Its been some time since i last posted anything.. come to think of its.. its been close to 2 months.
2 hard and long months. Nothings been great. I think most of this 2 month sucked. Many things happened. FML.
Sometimes i dunno what i want any more. What am i aiming for. At first, i thought i knew. I was all out to sacrify anything. But when the time comes, i find myself holding back. Is it realli anythg? Is it really worht the sacrify? Do i wan to? It doesnt seem the logical thing to do. I think I dun wan to. But how can i enjoy the best of both worlds? Are they realli conflicting? No right? You said they werent. But somehow now.. it does right? to you.
Im sick of guessing. More like tired. Tired of trying to figure out stuff. Tired of explaining myself.
Like i said. This 2 month had been shit. Work is piling up. I quit my part time job. Emerge is nearing. Everythg is rushing. Rush here and there. Trying to squueze out every single drop of brain juice i have. I need a lil more understanding. Concern. Happiness.
I haven been feeling really happy. Not one day since then. I tried having happy-food. They say chocolate makes you happy. No. It only does when you are already happy. It makes you feel happier. But when the dark clouds seems to loom over you. Chocolate only makes you feel more lonely. You have noone but yourself to share. whats the point of eating choc if you are eating it alone?
I always seemed as if i have alot of friends. But come to think of it, how many can i realli share my prob with. I had one. Had? I dunno. Should i continue to share with her? Its seems her suggestions nv helped. I mean i really like sharing with her. And tot she is the only friend that knows and understands. Her words did matter. At least to me. But not to others. Since they didnt view her realli as a good friend. Or one that could give constructive suggestions. They tot her suggestions were biased. Maybe they are. Or maybe the listeners themselves are too baised. Biased against her.

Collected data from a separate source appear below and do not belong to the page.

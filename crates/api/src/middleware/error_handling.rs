//! # Error Handling Middleware
//!
//! Maps booking errors to HTTP status codes and JSON error bodies so every
//! failure reaches the client as `{"error": "<message>"}`.

use axum::{
    Json,
    http::{HeaderValue, StatusCode, header},
    response::{IntoResponse, Response},
};
use serde_json::json;
use tracing::error;
use trgnexus_core::errors::BookingError;

/// Application error wrapper that provides HTTP status code mapping
///
/// # Example
///
/// ```
/// use trgnexus_api::middleware::error_handling::AppError;
/// use trgnexus_core::errors::BookingError;
///
/// async fn handler() -> Result<&'static str, AppError> {
///     Err(AppError(BookingError::Validation("Missing required fields".to_string())))
/// }
/// # fn main() {}
/// ```
#[derive(Debug)]
pub struct AppError(pub BookingError);

impl IntoResponse for AppError {
    fn into_response(self) -> Response {
        let status = match &self.0 {
            BookingError::Validation(_) => StatusCode::BAD_REQUEST,
            BookingError::MethodNotAllowed => StatusCode::METHOD_NOT_ALLOWED,
            BookingError::Configuration(_) => StatusCode::INTERNAL_SERVER_ERROR,
            BookingError::Database(_) => StatusCode::INTERNAL_SERVER_ERROR,
            BookingError::Internal(_) => StatusCode::INTERNAL_SERVER_ERROR,
        };

        let message = self.0.to_string();
        if status.is_server_error() {
            error!("Request failed: {}", message);
        }

        let mut response = (status, Json(json!({ "error": message }))).into_response();

        if status == StatusCode::METHOD_NOT_ALLOWED {
            response
                .headers_mut()
                .insert(header::ALLOW, HeaderValue::from_static("POST"));
        }

        response
    }
}

/// Allows `?` on `BookingResult` inside handlers.
impl From<BookingError> for AppError {
    fn from(err: BookingError) -> Self {
        AppError(err)
    }
}

/// Unclassified `eyre` reports are treated as database failures.
impl From<eyre::Report> for AppError {
    fn from(err: eyre::Report) -> Self {
        AppError(BookingError::Database(err))
    }
}
use std::sync::Arc;
use std::time::Duration;

use axum::http::StatusCode;
use mockall::predicate;
use pretty_assertions::assert_eq;
use serde_json::{Value, json};
use trgnexus_core::models::booking::NewBooking;
use trgnexus_db::mock::{MockBookingStore, OnceConnector};
use trgnexus_notify::NotificationDispatcher;
use trgnexus_notify::mailer::MailSender;
use trgnexus_notify::config::WhatsAppConfig;
use trgnexus_notify::mailer::OutgoingEmail;
use trgnexus_notify::mock::MockMailSender;
use trgnexus_notify::whatsapp::WhatsAppClient;
use uuid::Uuid;
use wiremock::matchers::method;
use wiremock::{Mock, MockServer, ResponseTemplate};

use crate::test_utils::{
    DASHBOARD, accepted, build_server, build_server_timed, build_server_with, closing_store,
    recorded, therapist,
};

fn ana() -> Value {
    json!({
        "name": "Ana",
        "email": "ana@x.com",
        "date": "2024-05-01",
        "time": "10:00"
    })
}

#[tokio::test]
async fn test_booking_without_therapist() {
    let patient_id = Uuid::new_v4();

    let mut store = closing_store();
    store.expect_find_therapist().never();
    store
        .expect_record_booking()
        .withf(|booking: &NewBooking| {
            booking.name == "Ana"
                && booking.email == "ana@x.com"
                && booking.date == "2024-05-01"
                && booking.time == "10:00"
                && booking.therapist_id.is_none()
                && booking.anamnesis == "{}"
        })
        .times(1)
        .returning(move |_| Ok(recorded(patient_id, None)));

    let connector = Arc::new(OnceConnector::new(store));
    let server = build_server(Some(connector.clone()));

    let response = server.post("/api/booking").json(&ana()).await;

    assert_eq!(response.status_code(), StatusCode::OK);
    assert_eq!(
        response.json::<Value>(),
        json!({
            "message": "Booking confirmed",
            "patientId": patient_id,
            "emailDebug": {
                "status": "skipped_no_credentials",
                "error": null,
                "info": null
            }
        })
    );
    assert_eq!(connector.connects(), 1);
}

#[tokio::test]
async fn test_booking_with_therapist_and_anamnesis() {
    let patient_id = Uuid::new_v4();
    let therapist_id = Uuid::new_v4();

    let mut store = closing_store();
    store
        .expect_find_therapist()
        .with(predicate::eq(therapist_id))
        .times(1)
        .returning(move |id| Ok(Some(therapist(id))));
    store
        .expect_record_booking()
        .withf(move |booking: &NewBooking| {
            booking.therapist_id == Some(therapist_id)
                && booking.phone.as_deref() == Some("(11) 98765-4321")
                && booking.main_complaint == "Ansiedade"
                && booking.anamnesis.contains("\"queixaPrincipal\": \"Ansiedade\"")
        })
        .times(1)
        .returning(move |_| Ok(recorded(patient_id, Some(Uuid::new_v4()))));

    let server = build_server(Some(Arc::new(OnceConnector::new(store))));

    let response = server
        .post("/api/booking")
        .json(&json!({
            "name": "Ana",
            "email": "ana@x.com",
            "phone": "(11) 98765-4321",
            "date": "2024-05-01",
            "time": "10:00",
            "therapistId": therapist_id.to_string(),
            "queixaPrincipal": "Ansiedade"
        }))
        .await;

    assert_eq!(response.status_code(), StatusCode::OK);
    assert_eq!(response.json::<Value>()["patientId"], json!(patient_id));
}

#[tokio::test]
async fn test_unknown_therapist_still_books() {
    let patient_id = Uuid::new_v4();
    let therapist_id = Uuid::new_v4();

    let mut store = closing_store();
    store
        .expect_find_therapist()
        .times(1)
        .returning(|_| Ok(None));
    store
        .expect_record_booking()
        .times(1)
        .returning(move |_| Ok(recorded(patient_id, Some(Uuid::new_v4()))));

    let server = build_server(Some(Arc::new(OnceConnector::new(store))));

    let mut body = ana();
    body["therapistId"] = json!(therapist_id.to_string());
    let response = server.post("/api/booking").json(&body).await;

    assert_eq!(response.status_code(), StatusCode::OK);
}

#[tokio::test]
async fn test_therapist_lookup_reaches_notifications() {
    let therapist_id = Uuid::new_v4();

    let mut store = closing_store();
    store
        .expect_find_therapist()
        .with(predicate::eq(therapist_id))
        .times(1)
        .returning(move |id| Ok(Some(therapist(id))));
    store
        .expect_record_booking()
        .times(1)
        .returning(|_| Ok(recorded(Uuid::new_v4(), Some(Uuid::new_v4()))));

    let mut mailer = MockMailSender::new();
    mailer
        .expect_send()
        .withf(|email: &OutgoingEmail| {
            email.to == "paula@trg.com" && email.html.contains("<strong>Cliente:</strong> Ana")
        })
        .times(1)
        .returning(|_| accepted());
    mailer
        .expect_send()
        .withf(|email: &OutgoingEmail| {
            email.to == "ana@x.com" && email.html.contains("<strong>Terapeuta:</strong> Dra. Paula")
        })
        .times(1)
        .returning(|_| accepted());
    let mailer: Arc<dyn MailSender> = Arc::new(mailer);

    let server = build_server_with(
        Some(Arc::new(OnceConnector::new(store))),
        NotificationDispatcher::new(Some(mailer), None, DASHBOARD),
    );

    let mut body = ana();
    body["therapistId"] = json!(therapist_id.to_string());
    let response = server.post("/api/booking").json(&body).await;

    assert_eq!(response.status_code(), StatusCode::OK);
    assert_eq!(response.json::<Value>()["emailDebug"]["status"], json!("sent"));
}

#[tokio::test]
async fn test_therapist_lookup_miss_uses_default_name() {
    let mut store = closing_store();
    store
        .expect_find_therapist()
        .times(1)
        .returning(|_| Ok(None));
    store
        .expect_record_booking()
        .times(1)
        .returning(|_| Ok(recorded(Uuid::new_v4(), Some(Uuid::new_v4()))));

    let mut mailer = MockMailSender::new();
    mailer
        .expect_send()
        .withf(|email: &OutgoingEmail| {
            email.to == "ana@x.com"
                && email.html.contains("<strong>Terapeuta:</strong> Terapeuta TRG")
        })
        .times(1)
        .returning(|_| accepted());
    let mailer: Arc<dyn MailSender> = Arc::new(mailer);

    let server = build_server_with(
        Some(Arc::new(OnceConnector::new(store))),
        NotificationDispatcher::new(Some(mailer), None, DASHBOARD),
    );

    let mut body = ana();
    body["therapistId"] = json!(Uuid::new_v4().to_string());
    let response = server.post("/api/booking").json(&body).await;

    assert_eq!(response.status_code(), StatusCode::OK);
}

#[tokio::test]
async fn test_numeric_phone_is_stored_as_text() {
    let patient_id = Uuid::new_v4();

    let mut store = closing_store();
    store
        .expect_record_booking()
        .withf(|booking: &NewBooking| booking.phone.as_deref() == Some("11987654321"))
        .times(1)
        .returning(move |_| Ok(recorded(patient_id, None)));

    let server = build_server(Some(Arc::new(OnceConnector::new(store))));

    let mut body = ana();
    body["phone"] = json!(11987654321u64);
    let response = server.post("/api/booking").json(&body).await;

    assert_eq!(response.status_code(), StatusCode::OK);
    assert_eq!(response.json::<Value>()["patientId"], json!(patient_id));
}

#[tokio::test]
async fn test_slow_notifications_outlast_request_timeout() {
    let whatsapp = MockServer::start().await;
    Mock::given(method("POST"))
        .respond_with(ResponseTemplate::new(200).set_delay(Duration::from_millis(500)))
        .expect(1)
        .mount(&whatsapp)
        .await;

    let client = WhatsAppClient::new(WhatsAppConfig {
        api_url: format!("{}/send-text", whatsapp.uri()),
        token: Some("secret-token".to_string()),
    })
    .unwrap();

    let mut store = closing_store();
    store
        .expect_record_booking()
        .times(1)
        .returning(|_| Ok(recorded(Uuid::new_v4(), None)));

    let server = build_server_timed(
        Some(Arc::new(OnceConnector::new(store))),
        NotificationDispatcher::new(None, Some(client), DASHBOARD),
        Duration::from_millis(50),
    );

    let mut body = ana();
    body["phone"] = json!("(11) 98765-4321");
    let response = server.post("/api/booking").json(&body).await;

    assert_eq!(response.status_code(), StatusCode::OK);
    assert_eq!(response.json::<Value>()["message"], json!("Booking confirmed"));
}

#[tokio::test]
async fn test_get_is_not_allowed() {
    let connector = Arc::new(OnceConnector::unreachable());
    let server = build_server(Some(connector.clone()));

    let response = server.get("/api/booking").await;

    assert_eq!(response.status_code(), StatusCode::METHOD_NOT_ALLOWED);
    assert_eq!(
        response.json::<Value>(),
        json!({ "error": "Method not allowed" })
    );
    assert_eq!(connector.connects(), 0);
}

#[tokio::test]
async fn test_missing_date_is_rejected() {
    let connector = Arc::new(OnceConnector::unreachable());
    let server = build_server(Some(connector.clone()));

    let mut body = ana();
    body.as_object_mut().unwrap().remove("date");
    let response = server.post("/api/booking").json(&body).await;

    assert_eq!(response.status_code(), StatusCode::BAD_REQUEST);
    assert_eq!(
        response.json::<Value>(),
        json!({ "error": "Validation error: Missing required fields" })
    );
    assert_eq!(connector.connects(), 0);
}

#[tokio::test]
async fn test_non_json_body_is_rejected() {
    let server = build_server(Some(Arc::new(OnceConnector::unreachable())));

    let response = server.post("/api/booking").text("name=Ana").await;

    assert_eq!(response.status_code(), StatusCode::BAD_REQUEST);
}

#[tokio::test]
async fn test_malformed_therapist_id_is_rejected() {
    let server = build_server(Some(Arc::new(OnceConnector::unreachable())));

    let mut body = ana();
    body["therapistId"] = json!("42");
    let response = server.post("/api/booking").json(&body).await;

    assert_eq!(response.status_code(), StatusCode::BAD_REQUEST);
}

#[tokio::test]
async fn test_missing_database_url() {
    let server = build_server(None);

    let response = server.post("/api/booking").json(&ana()).await;

    assert_eq!(response.status_code(), StatusCode::INTERNAL_SERVER_ERROR);
    assert_eq!(
        response.json::<Value>(),
        json!({ "error": "Configuration error: Missing Database URL" })
    );
}

#[tokio::test]
async fn test_unreachable_database() {
    let server = build_server(Some(Arc::new(OnceConnector::unreachable())));

    let response = server.post("/api/booking").json(&ana()).await;

    assert_eq!(response.status_code(), StatusCode::INTERNAL_SERVER_ERROR);
    assert_eq!(
        response.json::<Value>(),
        json!({ "error": "Database error: connection refused" })
    );
}

#[tokio::test]
async fn test_transaction_failure_closes_store_and_skips_notifications() {
    let mut store = closing_store();
    store
        .expect_record_booking()
        .times(1)
        .returning(|_| Err(eyre::eyre!("invalid input syntax for type date")));

    let mut mailer = MockMailSender::new();
    mailer.expect_send().never();
    let mailer: Arc<dyn MailSender> = Arc::new(mailer);

    let server = build_server_with(
        Some(Arc::new(OnceConnector::new(store))),
        NotificationDispatcher::new(Some(mailer), None, DASHBOARD),
    );

    let response = server.post("/api/booking").json(&ana()).await;

    assert_eq!(response.status_code(), StatusCode::INTERNAL_SERVER_ERROR);
    let error = response.json::<Value>()["error"].as_str().unwrap().to_string();
    assert!(error.contains("invalid input syntax for type date"));
}

#[tokio::test]
async fn test_therapist_lookup_failure_is_server_error() {
    let mut store: MockBookingStore = closing_store();
    store
        .expect_find_therapist()
        .times(1)
        .returning(|_| Err(eyre::eyre!("relation \"therapists\" does not exist")));
    store.expect_record_booking().never();

    let server = build_server(Some(Arc::new(OnceConnector::new(store))));

    let mut body = ana();
    body["therapistId"] = json!(Uuid::new_v4().to_string());
    let response = server.post("/api/booking").json(&body).await;

    assert_eq!(response.status_code(), StatusCode::INTERNAL_SERVER_ERROR);
}

#[tokio::test]
async fn test_email_failure_still_confirms_booking() {
    let patient_id = Uuid::new_v4();

    let mut store = closing_store();
    store
        .expect_record_booking()
        .times(1)
        .returning(move |_| Ok(recorded(patient_id, None)));

    let mut mailer = MockMailSender::new();
    mailer
        .expect_send()
        .times(1)
        .returning(|_| Err(eyre::eyre!("Connection refused")));
    let mailer: Arc<dyn MailSender> = Arc::new(mailer);

    let server = build_server_with(
        Some(Arc::new(OnceConnector::new(store))),
        NotificationDispatcher::new(Some(mailer), None, DASHBOARD),
    );

    let response = server.post("/api/booking").json(&ana()).await;

    assert_eq!(response.status_code(), StatusCode::OK);
    let body = response.json::<Value>();
    assert_eq!(body["emailDebug"]["status"], json!("error"));
    assert_eq!(body["emailDebug"]["error"], json!("Connection refused"));
}

#[tokio::test]
async fn test_email_sent_is_reported() {
    let mut store = closing_store();
    store
        .expect_record_booking()
        .times(1)
        .returning(|_| Ok(recorded(Uuid::new_v4(), None)));

    let mut mailer = MockMailSender::new();
    mailer
        .expect_send()
        .withf(|email| email.to == "ana@x.com")
        .times(1)
        .returning(|_| accepted());
    let mailer: Arc<dyn MailSender> = Arc::new(mailer);

    let server = build_server_with(
        Some(Arc::new(OnceConnector::new(store))),
        NotificationDispatcher::new(Some(mailer), None, DASHBOARD),
    );

    let response = server.post("/api/booking").json(&ana()).await;

    assert_eq!(response.status_code(), StatusCode::OK);
    assert_eq!(
        response.json::<Value>()["emailDebug"],
        json!({
            "status": "sent",
            "error": null,
            "info": { "messageId": "<id@trgnexus.com>", "response": "250 2.0.0 OK" }
        })
    );
}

Im a simple grl as i recognise myself to be. If i were a plant, I would probably be the easiest kind to take care of. I dun need a lot of attention. I dun need you there 24-7. I dun buy unnecessarily. I take care of myself. I take console in what i have. I dun ask for more cuz i know being contented with what i have is also a form of happiness. Content. The word i came to live with. but the irony, being there, you nv know what you are missing out. It also impedes progress. So what now?
One problem after another. It juz doesnt stops does it? How do i handle all this? Im already up to my brink. I dun need another problem. So 2 choices. Solve it now. Dun care. Option 2 is tempting but nope. Im rational. I think. Therefore trust me. Its juz another extra hurdle. Ive passed so many. Its juz another. Although, without it life would be so much easier. But since its here, i juz get to get over it.

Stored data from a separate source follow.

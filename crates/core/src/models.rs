pub mod booking;
pub mod delivery;
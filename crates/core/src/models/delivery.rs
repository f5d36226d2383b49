use serde::{Deserialize, Serialize};
use serde_json::Value;

use crate::models::booking::{DEFAULT_THERAPIST_NAME, NewBooking};

/// Everything the notification channels need to know about a committed booking.
#[derive(Debug, Clone, PartialEq)]
pub struct BookingNotice {
    pub name: String,
    pub email: String,
    pub phone: Option<String>,
    pub date: String,
    pub time: String,
    pub therapist_name: String,
    pub therapist_email: Option<String>,
    pub main_complaint: String,
}

impl BookingNotice {
    pub fn new(
        booking: &NewBooking,
        therapist_name: Option<String>,
        therapist_email: Option<String>,
    ) -> Self {
        Self {
            name: booking.name.clone(),
            email: booking.email.clone(),
            phone: booking.phone.clone(),
            date: booking.date.clone(),
            time: booking.time.clone(),
            therapist_name: therapist_name
                .unwrap_or_else(|| DEFAULT_THERAPIST_NAME.to_string()),
            therapist_email: therapist_email.filter(|e| !e.trim().is_empty()),
            main_complaint: booking.main_complaint.clone(),
        }
    }
}

#[derive(Debug, Clone, Copy, PartialEq, Eq, Serialize, Deserialize)]
#[serde(rename_all = "snake_case")]
pub enum DeliveryStatus {
    Sent,
    SkippedNoCredentials,
    Error,
}

/// Outcome of the patient confirmation email, echoed back to the caller.
#[derive(Debug, Clone, PartialEq, Serialize, Deserialize)]
pub struct DeliveryReport {
    pub status: DeliveryStatus,
    pub error: Option<String>,
    pub info: Option<Value>,
}

impl DeliveryReport {
    pub fn sent(info: Value) -> Self {
        Self {
            status: DeliveryStatus::Sent,
            error: None,
            info: Some(info),
        }
    }

    pub fn skipped() -> Self {
        Self {
            status: DeliveryStatus::SkippedNoCredentials,
            error: None,
            info: None,
        }
    }

    pub fn failed(error: impl Into<String>) -> Self {
        Self {
            status: DeliveryStatus::Error,
            error: Some(error.into()),
            info: None,
        }
    }
}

Random thoughts in life. Feeling emo for no apparent reasons. Maybe cuz of what is said. I start to think alot. I dun even know what it is. I juz know that the nxt wave is coming. I have to prepare myself. Protect myself. The beach im at.. has too much waves now. I need to calm down.
I think if i ever look back at this entry, i wouldnt know what im talking abt. The past is nothing but fragments of memories. I dun need bad memories.
I wanted to make this post private. i dunno how. so forget it.
if you are readin.. good for you.. you juz gt to kno mi better.
if you are not. I dun wanna explain too. Its juz a random post. One that i use to sort out my thoughts and feelings. I dun need to share with anybody.

Born 10sept1988. Saw the world through 21 years. SIM RMIT-Marketing. Red. Xiao Long Bao. DWZ. Hip Hop.
Dancer for life.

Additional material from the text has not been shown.